Silvano gestured to the table where a towel and a bottle of water stood waiting. "You may sit. Drink if you are thirsty." When she obeyed gratefully and drank the entire bottle without stopping, he cleared his throat. "You are improving."

"I live to serve the Agency, sir," she replied. It was just the sort of answer he wanted, professional and impersonal, and she probably knew that. But there was something else in her eyes, something that looked a lot like "thank you"—a distinctly human eagerness to please.

He looked away from it uncomfortably. "I'll get straight to the point. You came this far with an old piece-of-crap service pistol that I quit using years ago; I think you've fulfilled the training requirements well enough to use your own sidearm."

She watched with great interest as he reached into his inner suit pocket and produced a catalog. Inside were handguns of every stripe from arms manufacturers around the globe.

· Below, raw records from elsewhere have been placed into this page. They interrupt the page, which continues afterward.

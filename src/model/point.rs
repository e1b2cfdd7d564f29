//! Point primitives: free points, path vertices and tangent handles.

use super::id::PointId;
use super::object::Movable;
use crate::input::Modifiers;
use crate::util::{self, Point};
use serde::Serialize;

/// Role of a [`CanvasPoint`].
#[derive(Debug, Clone, Copy, PartialEq, Eq, Hash, Serialize)]
#[serde(rename_all = "snake_case")]
pub enum PointKind {
    /// Standalone point not owned by a path
    Free,
    /// Anchor of a path segment; always visible
    Vertex,
    /// Tangent handle; its anchor is derived from its index in the owning path
    Control,
}

/// A single editable point.
#[derive(Debug, Clone, PartialEq, Serialize)]
pub struct CanvasPoint {
    pub id: PointId,
    pub position: Point,
    pub selected: bool,
    pub kind: PointKind,
}

impl CanvasPoint {
    pub fn new(position: Point, kind: PointKind) -> Self {
        Self {
            id: PointId::next(),
            position,
            selected: false,
            kind,
        }
    }

    pub fn free(position: Point) -> Self {
        Self::new(position, PointKind::Free)
    }

    pub fn vertex(position: Point) -> Self {
        Self::new(position, PointKind::Vertex)
    }

    pub fn control(position: Point) -> Self {
        Self::new(position, PointKind::Control)
    }

    pub fn is_vertex(&self) -> bool {
        self.kind == PointKind::Vertex
    }

    pub fn is_control(&self) -> bool {
        self.kind == PointKind::Control
    }

    /// True if `pos` lies within `radius` of this point.
    pub fn hit(&self, pos: Point, radius: f64) -> bool {
        self.position.distance(pos) <= radius
    }

    /// Copy with a fresh id.
    pub fn duplicate(&self) -> Self {
        Self {
            id: PointId::next(),
            ..self.clone()
        }
    }
}

impl Movable for CanvasPoint {
    /// Points carry no adjacency of their own; cascades are run by the owning path.
    fn move_by(&mut self, dx: i32, dy: i32, _modifiers: Modifiers, _suppress_callback: bool) {
        self.position = self.position.offset(dx, dy);
    }

    fn align(&mut self, interval: i32) {
        self.position = util::align_point(self.position, interval);
    }
}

He placed it on the table in front of her.

"Take a look at that when you have some time, and ... "

Silvano trailed off in disbelief as she began leafing through it right away, her eyes darting across the pages and absorbing every word. Even looking back several times to compare different models, she blew through the whole thing in minutes. Then she returned to a picture near the end and pointed it out: a Jericho 941 Semi-Compact with a polymer frame, developed by an Israeli manufacturer with assistance from an Italian firm.

"I have chosen," Kess said proudly. It was the first decision she had ever made.

* * *

"All that training with no down time? Spending seven nights in your recovery room?" the older girl exclaimed with a shake of her head. Her blonde pigtails whipped anxiously about her neck. "No wonder we haven't seen much of you! Welcome to Section 2. I'm Triela, and my handler is Victor Hilshire."

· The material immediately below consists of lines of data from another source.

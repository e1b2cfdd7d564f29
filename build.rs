use std::path::PathBuf;
use std::process::Command;

fn main() {
    let hash = git(&["rev-parse", "--short", "HEAD"]).unwrap_or_else(|| "unknown".into());
    println!("cargo:rustc-env=VECTORSCRIBE_GIT_HASH={hash}");

    if let Some(git_dir) = git(&["rev-parse", "--git-dir"]).map(PathBuf::from) {
        for entry in ["HEAD", "refs", "packed-refs"] {
            let path = git_dir.join(entry);
            if path.exists() {
                println!("cargo:rerun-if-changed={}", path.display());
            }
        }
    }
}

fn git(args: &[&str]) -> Option<String> {
    let output = Command::new("git").args(args).output().ok()?;
    if !output.status.success() {
        return None;
    }
    let text = String::from_utf8_lossy(&output.stdout).trim().to_string();
    (!text.is_empty()).then_some(text)
}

Kess looked down and shuffled her feet. Something felt familiar about this, and yet not; Dr. Bianchi said she lived twelve years of her life somewhere else and so she must have met other girls before but, having no recollection of this, she wasn't sure what to do. "Hello. I am Kess."

"Yes, you said that once already," another cyborg with long dark hair chimed in from the top bunk bed. She had just now looked up from the large book she was reading, and was studying the new girl through her glasses. "Don't you know anything else?"

"Be nice, Claes." Triela glared at her and patted Kess on the shoulder. "Don't mind her, she's always like that. I think she likes books more than people. These are Rico and Henrietta, both about your age."

Kess sized them up quickly as they greeted her. Rico was a serene-looking girl with an effortless smile and dull blue eyes under a dark blonde fringe; the brunette Henrietta was friendly too, but more reserved and self-conscious. Comparing the two of them side by side, Kess began to understand the different "levels" of conditioning she had heard about. At least, conditioning was what Dr. Bianchi called it. Beto called it brainwashing when he thought she couldn't hear.

"Rico's handler is Gian Croce, and Henrietta's is Giuse Croce; they're actually brothers, although they don't talk about it much," Triela explained. "Each handler and cyborg team is called a _fratello,_ because they become like family. Claes had a handler too, but he moved on, so she does other jobs for the Agency now."

Strange. How could somebody responsible for his charge's training and performance simply "move on?" She could not imagine living without Beto. And then there was that word ...

"We had another handler named Marco and a girl called Angelica, but he moved on too after she died," Rico added. She sounded quite unmoved, as though she were discussing the weather, but the other girls looked sad and glanced at Kess out of the corners of their eyes like they didn't want her to notice.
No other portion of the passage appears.